The Siege of Mecca: how 1979 shaped 2019

Forty years ago today, dozens of bearded gunmen stormed the holiest site in Islam, the Grand Mosque at Mecca, in Saudi Arabia.

They held the complex for two weeksbefore a French-trained Saudi force rooted them out, but the fallout from the attack went on to shape the modern Middle East in ways that are still with us today: in the scourge of transnational jihadism and the deepening rivalry between Saudi Arabia and Iran.

It's worth recalling the backdrop in November 1979. Cairo had recently allied itself with the US and made a controversial peace deal with Israel at Camp David that would later lead to Egyptian president Anwar Sadat's assassination. The Iranian revolution had just brought to power a Shiite Islamic theocracy that was immediately a political and sectarian rival to the Saudis. The godless Soviets were mulling their fateful invasion of Afghanistan.

And several years earlier, the Saudi King himself had been assassinated by an extremist relative who resented his introduction of television to the kingdom.

The gunmen who took the mosque at Mecca were of a similar mindset. Their leader, Juhayman ("the scowler") el-Oteibi, was a homegrown Saudi religious fanatic who believed – as did many of the kingdom's clerics, in fact – that Saudi Arabia's rapid, oil-fueled modernization of the 1970s had caused it to stray from strict Islamic ideals: Too many women in the workforce. Too much TV. Too many foreigners. Too many Saudi princes carrying on in Monaco.

Stung by Iran's external challenge to its legitimacy and Juhayman's internal one, Saudi Arabia radically changed course: it rolled back all social liberalization, imposing the clerical establishment's strict wahhabi interpretation of Islam at home, and aggressively exporting it abroad.

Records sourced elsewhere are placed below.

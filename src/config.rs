use std::env;
use std::net::{IpAddr, Ipv4Addr};
use std::str::FromStr;

use crate::constants::{DEFAULT_INTERLEAVE_SAMPLE_SIZE, DEFAULT_TOP_CONFUSIONS};

#[derive(Debug, Clone)]
pub struct Config {
    pub host: IpAddr,
    pub port: u16,
    pub log_level: String,
    pub enable_file_logs: bool,
    pub log_dir: String,
    pub sled_path: String,
    pub cors_origin: String,
    pub worker: WorkerConfig,
    pub study: StudyConfig,
}

#[derive(Debug, Clone)]
pub struct WorkerConfig {
    pub is_leader: bool,
}

#[derive(Debug, Clone)]
pub struct StudyConfig {
    /// 空闲超过该时长的会话由 session_cleanup 回收
    pub session_idle_minutes: i64,
    pub interleave_sample_size: usize,
    pub top_confusions_limit: usize,
}

impl Default for StudyConfig {
    fn default() -> Self {
        Self {
            session_idle_minutes: 120,
            interleave_sample_size: DEFAULT_INTERLEAVE_SAMPLE_SIZE,
            top_confusions_limit: DEFAULT_TOP_CONFUSIONS,
        }
    }
}

impl Config {
    pub fn from_env() -> Self {
        let study_defaults = StudyConfig::default();
        Self {
            host: env_or_parse("HOST", IpAddr::V4(Ipv4Addr::new(127, 0, 0, 1))),
            port: env_or_parse("PORT", 3000_u16),
            log_level: env_or("RUST_LOG", "info"),
            enable_file_logs: env_or_bool("ENABLE_FILE_LOGS", false),
            log_dir: env_or("LOG_DIR", "./logs"),
            sled_path: env_or("SLED_PATH", "./data/memory.sled"),
            cors_origin: env_or("CORS_ORIGIN", "http://localhost:5173"),
            worker: WorkerConfig {
                is_leader: env_or_bool("WORKER_LEADER", true),
            },
            study: StudyConfig {
                session_idle_minutes: env_or_parse(
                    "SESSION_IDLE_MINUTES",
                    study_defaults.session_idle_minutes,
                ),
                interleave_sample_size: env_or_parse(
                    "INTERLEAVE_SAMPLE_SIZE",
                    study_defaults.interleave_sample_size,
                ),
                top_confusions_limit: env_or_parse(
                    "TOP_CONFUSIONS_LIMIT",
                    study_defaults.top_confusions_limit,
                ),
            },
        }
    }
}

fn non_empty_var(key: &str) -> Option<String> {
    env::var(key).ok().filter(|raw| !raw.trim().is_empty())
}

pub fn env_or(key: &str, default: &str) -> String {
    non_empty_var(key).unwrap_or_else(|| default.to_string())
}

/// 解析失败时回退默认值并记一条 warn
pub fn env_or_parse<T>(key: &str, default: T) -> T
where
    T: FromStr + Copy,
{
    let Some(raw) = non_empty_var(key) else {
        return default;
    };
    raw.trim().parse::<T>().unwrap_or_else(|_| {
        tracing::warn!(key, value = %raw, "Unparseable env var, falling back to default");
        default
    })
}

pub fn env_or_bool(key: &str, default: bool) -> bool {
    let Some(raw) = non_empty_var(key) else {
        return default;
    };
    match raw.trim().to_ascii_lowercase().as_str() {
        "1" | "true" | "yes" | "on" => true,
        "0" | "false" | "no" | "off" => false,
        other => {
            tracing::warn!(key, value = other, "Unrecognised boolean env var, falling back to default");
            default
        }
    }
}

Saudi Arabia's rulers made this bargain in part because they thought it would head off the growth of anti-government extremism in the Kingdom. And in part because, fearful of Iran's rise, it made sense to double down on extreme Islamic piety in the face of a nearby theocratic rival.

There are three things happening today that flow directly from all of this:

First, today's transnational jihadism was hugely inspired by Juhayman's attack – the first spectacular jihadist operation of its scale in the modern world – and by the ultra-conservative ideology that motivated it. Meanwhile, Saudi Arabia's funding of Wahhabism around the globe helped nurture much larger transnational jihad networks like Al-Qaeda and ISIS.

Second, Saudi Arabia is only now undoing the legacy of 1979: Crown Prince Mohamed bin Salman, the de facto ruler of the kingdom today, has framed his tightly controlled experiments in social liberalization as an attempt to put the country back on its pre-1979 course.

Lastly, it crystallized the Iran-Saudi rivalry that continues to cut across the region today. As Wall Street Journal correspondent Yaroslav Trofimov, who quite literally wrote the book on the Siege of Mecca, explained to us, the one thing that the House of Saud, the clerics, and the Juhayman types could all agree on was that Iran, as a Shiite power, was a heretical danger that must be confronted. Now, forty years later, even as Saudi Arabia carefully liberalizes at home, the rivalry with Iran is as fierce and dangerous as ever.